#### What the exercise asks:
Scan the following data for lines with "cleaned" and state how many there are, as a number only.

#### Supplied information:

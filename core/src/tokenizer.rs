use crate::stem::stem;
use lazy_static::lazy_static;
use std::collections::{HashMap, HashSet};

lazy_static! {
    static ref STOPWORDS: HashSet<&'static str> = {
        let words: &[&str] = &[
            "the", "is", "a", "an", "and", "or", "in", "on", "at", "to", "of", "for", "with",
            "by", "from", "that", "this", "it", "as", "are", "be", "was", "were", "which",
            "but", "not", "have", "has", "had", "i", "you", "he", "she", "they", "we", "me",
            "him", "her", "them", "my", "your", "our", "their",
        ];
        words.iter().copied().collect()
    };
}

fn is_stopword(token: &str) -> bool {
    STOPWORDS.contains(token)
}

/// Maps a stemmed synonym to its stemmed canonical term. The canonical term
/// maps to itself, so chained lookups are stable. Both sides of a lookup live
/// in stem space: entries are stemmed when the table is built, and the
/// normalizer consults the table with already-stemmed tokens.
#[derive(Debug, Default, Clone)]
pub struct SynonymTable {
    map: HashMap<String, String>,
}

impl SynonymTable {
    /// Build from `(canonical, synonyms)` records, lowercasing and stemming
    /// every entry.
    pub fn build(records: &[(String, Vec<String>)]) -> Self {
        let mut map = HashMap::new();
        for (canonical, synonyms) in records {
            let canon = stem(&canonical.to_lowercase());
            for synonym in synonyms {
                map.insert(stem(&synonym.to_lowercase()), canon.clone());
            }
            map.insert(canon.clone(), canon);
        }
        Self { map }
    }

    pub fn canonical(&self, term: &str) -> Option<&str> {
        self.map.get(term).map(String::as_str)
    }

    pub fn len(&self) -> usize {
        self.map.len()
    }

    pub fn is_empty(&self) -> bool {
        self.map.is_empty()
    }
}

/// Normalize text into an ordered sequence of canonical term stems:
/// lowercase, strip ASCII punctuation, drop one-character tokens and
/// stopwords, stem, then substitute through the synonym table. Duplicates
/// are kept; term frequency is counted downstream.
pub fn normalize(text: &str, synonyms: Option<&SynonymTable>) -> Vec<String> {
    let mut out = Vec::new();
    for word in text.split_whitespace() {
        let cleaned: String = word.chars().filter(|c| !c.is_ascii_punctuation()).collect();
        let token = cleaned.to_lowercase();
        if token.chars().count() <= 1 {
            continue;
        }
        if is_stopword(&token) {
            continue;
        }
        let mut term = stem(&token);
        if let Some(table) = synonyms {
            if let Some(canon) = table.canonical(&term) {
                term = canon.to_string();
            }
        }
        if term.chars().count() <= 1 {
            continue;
        }
        out.push(term);
    }
    out
}

/// Contiguous space-joined n-grams over a token sequence. Empty when the
/// sequence is shorter than `n`.
pub fn ngrams(tokens: &[String], n: usize) -> Vec<String> {
    if n == 0 || tokens.len() < n {
        return Vec::new();
    }
    tokens.windows(n).map(|window| window.join(" ")).collect()
}

#[cfg(test)]
mod tests {
    use super::*;

    #[test]
    fn basic_normalize() {
        let terms = normalize("Running, runner's run!", None);
        assert!(terms.iter().any(|t| t == "run"));
    }

    #[test]
    fn filters_stopwords_and_short_tokens() {
        let terms = normalize("the cat is on a mat", None);
        assert_eq!(terms, vec!["cat".to_string(), "mat".to_string()]);
    }

    #[test]
    fn keeps_duplicates_in_order() {
        let terms = normalize("cats cats dogs cats", None);
        assert_eq!(terms, vec!["cat", "cat", "dog", "cat"]);
    }

    #[test]
    fn synonym_substitution_on_stems() {
        let table = SynonymTable::build(&[("automobile".to_string(), vec!["car".to_string()])]);
        let terms = normalize("my car broke", Some(&table));
        assert_eq!(terms[0], stem("automobile"));
    }

    #[test]
    fn canonical_maps_to_itself() {
        let table = SynonymTable::build(&[("automobile".to_string(), vec!["car".to_string()])]);
        let canon = stem("automobile");
        assert_eq!(table.canonical(&canon), Some(canon.as_str()));
    }

    #[test]
    fn ngram_windows() {
        let tokens: Vec<String> = ["a", "b", "c"].iter().map(|s| s.to_string()).collect();
        assert_eq!(ngrams(&tokens, 2), vec!["a b", "b c"]);
        assert_eq!(ngrams(&tokens, 3), vec!["a b c"]);
        assert!(ngrams(&tokens, 4).is_empty());
    }
}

#### Completed exercise:
2